When Sen. Lamar Alexander (R-Tenn.) announced last week that he'd oppose including witness testimony in Donald Trump's impeachment trial, his decision wasn't too surprising -- but his rationale was unexpected.
The Tennessee Republican, who will end his lengthy career in public service later this year, said that the president's guilt "has already been proven," acknowledged that Trump's actions were "inappropriate," and conceded that the House impeachment managers successfully proved their case.
He just didn't much care. As we discussed, Alexander read the call summary, heard the arguments, weighed the evidence, and concluded that Trump was guilty -- of an offense that isn't especially important. It's why, in the senator's mind, there's no need for any kind of accountability, or even additional scrutiny. If senators didn't have all of the available information, and they decided the president's fate based on an incomplete record, so be it.
After months in which GOP lawmakers tried to pretend Trump was innocent, Alexander's line was quickly embraced by many of his colleagues. As the New York Times reported:
As the Senate marched toward the final phase of President Trump's impeachment trial, a handful of Republicans coalesced around a common position: Mr. Trump did what he was accused of -- pressuring Ukraine to investigate his political rival -- but should not be removed for it.
Mr. Trump has repeatedly insisted that he did nothing wrong with regard to Ukraine, calling his telephone call with the country's president "perfect" and insisting that the impeachment inquiry was a "hoax." But even as they were poised to acquit him, several Republican senators were rejecting that assertion, saying his actions were wrong and inappropriate -- just not grounds for the Senate to oust him.
By yesterday, this Trump's-guilty-but-we-don't-care contingent had grown to a size that would've been hard to predict when the impeachment trial first began a few weeks ago -- when the principal Republican line was that the charges against the president were baseless.
After Alexander's statement, for example, Sen. Rob Portman (R-Ohio) also rejected the White House's line and said the president's actions were "wrong and inappropriate." He, too, nevertheless concluded that Trump's misdeeds weren't serious enough to warrant a conviction.
Sen. Marco Rubio (R-Fla.) issued a rather evasive statement that avoided firm conclusions, though he nevertheless said, "Just because actions meet a standard of impeachment does not mean it is in the best interest of the country to remove a president from office."
Around the same time, Sen. Pat Toomey (R-Pa.) added, "I've said from the beginning that it was not a perfect phone call and there are elements that were not appropriate. ... It doesn't rise to the level of impeachment."
Sen. Joni Ernst (R-Iowa) used cautious language yesterday on CNN, but she nevertheless told Jake Tapper the president pursued his goals "maybe in the wrong manner." The Iowan added that Trump's actions were "not what I have done," and that his infamous July 25 phone meeting was "maybe not the perfect call." Ernst added, however, that she's sticking with her party anyway.

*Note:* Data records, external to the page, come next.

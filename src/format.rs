//! Pure message rendering: no I/O, no side effects.
//!
//! Release bodies arrive as GitHub-flavored markdown sprinkled with HTML
//! artifacts (alignment wrappers, anchors, `<picture>` blocks). Those are
//! stripped before the body is embedded in any of the three rendering modes.

use once_cell::sync::Lazy;
use regex::Regex;
use teloxide::types::ParseMode;
use teloxide::utils::html;
use teloxide::utils::markdown;

use crate::github::model::{Release, Repository, Tag};
use crate::model::{NoteFormat, ReleaseEvent};

/// Telegram's hard limit on message text length.
const MAX_TEXT_LENGTH: usize = 4096;
/// Reserve for everything around the body (links, title, tag, markers).
const BODY_RESERVE: usize = 256;
const SKIP_MARKER: &str = "\n-=SKIPPED=-";

static EXTRA_HTML_TAGS: Lazy<Regex> = Lazy::new(|| {
    Regex::new(
        "(?s)<p align=\".*?\".*?>|</p>|<a name=\".*?\">|</a>|<picture>.*?</picture>|\
         </?h[1-4]>|</?sub>|</?sup>|</?details>|</?summary>|</?b>|</?dl>|</?dt>|\
         </?dd>|</?em>|<!--.*?-->",
    )
    .expect("valid tag-stripping regex")
});

static IMG_HTML_TAG: Lazy<Regex> =
    Lazy::new(|| Regex::new("<img .*?src=\"(.*?)\".*?>").expect("valid img regex"));

/// A rendered message plus the markup dialect Telegram should parse it with.
#[derive(Debug, Clone, PartialEq, Eq)]
pub struct Rendered {
    pub text: String,
    pub parse_mode: Option<ParseMode>,
}

impl Rendered {
    fn html(text: String) -> Self {
        Rendered {
            text,
            parse_mode: Some(ParseMode::Html),
        }
    }

    fn markdown(text: String) -> Self {
        Rendered {
            text,
            parse_mode: Some(ParseMode::MarkdownV2),
        }
    }

    pub fn plain(text: String) -> Self {
        Rendered {
            text,
            parse_mode: None,
        }
    }
}

/// Strip GitHub markup artifacts and rewrite `<img>` tags to their bare URL.
fn clean_body(body: &str) -> String {
    let body = EXTRA_HTML_TAGS.replace_all(body, "");
    IMG_HTML_TAG.replace_all(&body, "$1").into_owned()
}

/// Cut an over-long body so the surrounding markup always fits under
/// Telegram's message limit. Counting is per character.
fn truncate_body(body: &str) -> String {
    let limit = MAX_TEXT_LENGTH - BODY_RESERVE;
    if body.chars().count() > limit {
        let mut cut: String = body.chars().take(limit).collect();
        cut.push_str(SKIP_MARKER);
        cut
    } else {
        body.to_string()
    }
}

/// Skip the release title when it is textually redundant with the tag
/// (equal, or differing only by a leading "v" on either side).
fn effective_title(title: Option<&str>, tag: &str) -> String {
    let title = title.unwrap_or("");
    if title == tag || title == format!("v{tag}") || format!("v{title}") == tag {
        String::new()
    } else {
        title.to_string()
    }
}

pub fn render_event(format: NoteFormat, repo: &Repository, event: &ReleaseEvent) -> Rendered {
    match event {
        ReleaseEvent::Release(release) => render_release(format, repo, release),
        ReleaseEvent::Tag(tag) => render_tag(repo, tag),
    }
}

pub fn render_release(format: NoteFormat, repo: &Repository, release: &Release) -> Rendered {
    let body = truncate_body(&clean_body(release.body.as_deref().unwrap_or("")));
    let title = effective_title(release.name.as_deref(), &release.tag_name);

    match format {
        NoteFormat::Quote => Rendered::html(render_html(
            repo,
            release,
            &title,
            &format!("<blockquote>{}</blockquote>", html::escape(&body)),
        )),
        NoteFormat::Pre => Rendered::html(render_html(
            repo,
            release,
            &title,
            &format!("<pre>{}</pre>", html::escape(&body)),
        )),
        NoteFormat::Markdown => Rendered::markdown(render_markdown(repo, release, &title, &body)),
    }
}

fn render_html(repo: &Repository, release: &Release, title: &str, body_block: &str) -> String {
    format!(
        "<a href='{}'>{}</a>:\n<b>{}</b> <code>{}</code>{}\n{}<a href='{}'>release note...</a>",
        repo.html_url,
        html::escape(&repo.full_name),
        html::escape(title),
        html::escape(&release.tag_name),
        if release.prerelease {
            " <i>pre-release</i>"
        } else {
            ""
        },
        body_block,
        release.html_url,
    )
}

fn render_markdown(repo: &Repository, release: &Release, title: &str, body: &str) -> String {
    let title_part = if title.is_empty() {
        String::new()
    } else {
        format!("*{}*", markdown::escape(title))
    };
    let body_part = if body.is_empty() {
        String::new()
    } else {
        format!("{}\n\n", markdown::escape(body))
    };
    format!(
        "[{}]({})\n{} `{}`{}\n\n{}[release note\\.\\.\\.]({})",
        markdown::escape(&repo.full_name),
        markdown::escape_link_url(&repo.html_url),
        title_part,
        markdown::escape_code(&release.tag_name),
        if release.prerelease {
            " _pre\\-release_"
        } else {
            ""
        },
        body_part,
        markdown::escape_link_url(&release.html_url),
    )
}

/// Tag-only events carry no release metadata; render a minimal two-liner.
/// Always HTML, regardless of the chat preference.
pub fn render_tag(repo: &Repository, tag: &Tag) -> Rendered {
    Rendered::html(format!(
        "<a href='{}'>{}</a>:\n<code>{}</code>",
        repo.html_url,
        html::escape(&repo.full_name),
        html::escape(&tag.name),
    ))
}

pub fn repo_deleted_message(full_name: &str) -> Rendered {
    Rendered::plain(format!("GitHub repo {full_name} has been deleted"))
}

pub fn repo_archived_message(full_name: &str) -> Rendered {
    Rendered::plain(format!("GitHub repo {full_name} has been archived"))
}

/// Confirmation sent when star reconciliation begins tracking a repository.
pub fn now_tracking_message(repo: &Repository) -> Rendered {
    Rendered::html(format!(
        "Now tracking <a href='{}'>{}</a> from your starred repositories",
        repo.html_url,
        html::escape(&repo.full_name),
    ))
}

#[cfg(test)]
mod tests {
    use super::*;

    fn repo() -> Repository {
        Repository {
            id: 500,
            full_name: "owner/name".into(),
            html_url: "https://github.com/owner/name".into(),
            archived: false,
        }
    }

    fn release(title: &str, tag: &str, body: &str) -> Release {
        Release {
            id: 11,
            tag_name: tag.into(),
            name: if title.is_empty() {
                None
            } else {
                Some(title.into())
            },
            body: if body.is_empty() {
                None
            } else {
                Some(body.into())
            },
            html_url: format!("https://github.com/owner/name/releases/tag/{tag}"),
            prerelease: false,
            draft: false,
        }
    }

    #[test]
    fn title_equal_to_tag_is_suppressed() {
        assert_eq!(effective_title(Some("v1.2.3"), "v1.2.3"), "");
        assert_eq!(effective_title(Some("1.2.3"), "v1.2.3"), "");
        assert_eq!(effective_title(Some("v1.2.3"), "1.2.3"), "");
        assert_eq!(effective_title(Some("Big Update"), "v1.2.3"), "Big Update");
        assert_eq!(effective_title(None, "v1.2.3"), "");
    }

    #[test]
    fn body_truncated_to_reserve_with_marker() {
        let long = "x".repeat(MAX_TEXT_LENGTH);
        let cut = truncate_body(&long);
        let expected_len = MAX_TEXT_LENGTH - BODY_RESERVE + SKIP_MARKER.chars().count();
        assert_eq!(cut.chars().count(), expected_len);
        assert!(cut.ends_with(SKIP_MARKER));
        assert_eq!(
            cut.chars().take(MAX_TEXT_LENGTH - BODY_RESERVE).count(),
            MAX_TEXT_LENGTH - BODY_RESERVE
        );

        let short = "short body";
        assert_eq!(truncate_body(short), short);
    }

    #[test]
    fn github_artifacts_are_stripped() {
        let body = "<p align=\"center\" dir=\"auto\">Hello</p>\
                    <a name=\"anchor\"></a><h2>Heading</h2>\
                    <picture>ignored <img src=\"x\"></picture>\
                    <details><summary>More</summary>rest</details>\
                    <!-- comment -->done";
        let cleaned = clean_body(body);
        assert_eq!(cleaned, "HelloHeadingMorerestdone");
    }

    #[test]
    fn img_tags_rewritten_to_source_url() {
        let body = "before <img width=\"600\" src=\"https://example.com/shot.png\" alt=\"x\"> after";
        assert_eq!(
            clean_body(body),
            "before https://example.com/shot.png after"
        );
    }

    #[test]
    fn multiline_comment_stripped() {
        let body = "a<!-- first\nsecond\nthird -->b";
        assert_eq!(clean_body(body), "ab");
    }

    #[test]
    fn quote_mode_wraps_body_in_blockquote() {
        let rendered = render_release(NoteFormat::Quote, &repo(), &release("Big Update", "v2.0", "Fixes"));
        assert_eq!(rendered.parse_mode, Some(ParseMode::Html));
        assert!(rendered.text.contains("<a href='https://github.com/owner/name'>owner/name</a>:"));
        assert!(rendered.text.contains("<b>Big Update</b>"));
        assert!(rendered.text.contains("<code>v2.0</code>"));
        assert!(rendered.text.contains("<blockquote>Fixes</blockquote>"));
        assert!(rendered.text.contains("release note..."));
        assert!(!rendered.text.contains("pre-release"));
    }

    #[test]
    fn pre_mode_wraps_body_in_pre() {
        let rendered = render_release(NoteFormat::Pre, &repo(), &release("Big Update", "v2.0", "Fixes"));
        assert!(rendered.text.contains("<pre>Fixes</pre>"));
    }

    #[test]
    fn redundant_title_renders_empty() {
        let rendered = render_release(NoteFormat::Quote, &repo(), &release("v2.0", "v2.0", "Fixes"));
        assert!(rendered.text.contains("<b></b>"));
    }

    #[test]
    fn prerelease_marker_present() {
        let mut rel = release("", "v2.0-rc1", "");
        rel.prerelease = true;
        let rendered = render_release(NoteFormat::Quote, &repo(), &rel);
        assert!(rendered.text.contains("<i>pre-release</i>"));

        let rendered = render_release(NoteFormat::Markdown, &repo(), &rel);
        assert!(rendered.text.contains("_pre\\-release_"));
    }

    #[test]
    fn markdown_mode_escapes_interpolated_text() {
        let rendered = render_release(
            NoteFormat::Markdown,
            &repo(),
            &release("Fix (urgent)", "v2.0", "1. item\n2. item"),
        );
        assert_eq!(rendered.parse_mode, Some(ParseMode::MarkdownV2));
        assert!(rendered.text.starts_with("[owner/name](https://github.com/owner/name)\n"));
        assert!(rendered.text.contains("*Fix \\(urgent\\)*"));
        assert!(rendered.text.contains("`v2.0`"));
        assert!(rendered.text.contains("1\\. item"));
        assert!(rendered.text.contains("[release note\\.\\.\\.]"));
    }

    #[test]
    fn html_body_is_entity_escaped() {
        let rendered = render_release(
            NoteFormat::Quote,
            &repo(),
            &release("Big Update", "v2.0", "use a < b && c"),
        );
        assert!(rendered.text.contains("use a &lt; b &amp;&amp; c"));
    }

    #[test]
    fn tag_event_renders_two_line_html() {
        let rendered = render_tag(
            &repo(),
            &Tag {
                name: "v0.3".into(),
            },
        );
        assert_eq!(rendered.parse_mode, Some(ParseMode::Html));
        assert_eq!(
            rendered.text,
            "<a href='https://github.com/owner/name'>owner/name</a>:\n<code>v0.3</code>"
        );
    }

    #[test]
    fn lifecycle_notices_are_plain_text() {
        let deleted = repo_deleted_message("owner/name");
        assert_eq!(deleted.parse_mode, None);
        assert_eq!(deleted.text, "GitHub repo owner/name has been deleted");

        let archived = repo_archived_message("owner/name");
        assert_eq!(archived.text, "GitHub repo owner/name has been archived");
    }
}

This wasn't quite where we were supposed to end up. Trump stands accused of abusing the powers of his office, illegally withholding aid to a vulnerable ally, trying to extort a foreign country into helping him cheat in an American election, trying to cover it up, and getting caught. It's against this backdrop that the political dispute seemed to fall relatively neatly into two camps: those who demanded accountability for a presidential abuse on a historic scale, and those who argued that Trump did not do what all of the evidence showed him doing.
But there was a Door #3 and behind it sat something we probably should've seen coming: Republican indifference.
It's refreshing, to a degree, that so many GOP lawmakers are willing to concede that Trump's nonsensical "hoax" talking point, repeated obsessively despite its transparent absurdity, is simply too ridiculous to endorse.
And yet, much of the party, which likes to present itself to voters as champions of "law and order" and the "rule of law," has decided that the president did the crime, but he need not do the time.
Update: It looks like we can add Sen. Lisa Murkowski (R-Alaska) to the list of GOP senators who agree that Trump's actions were wrong.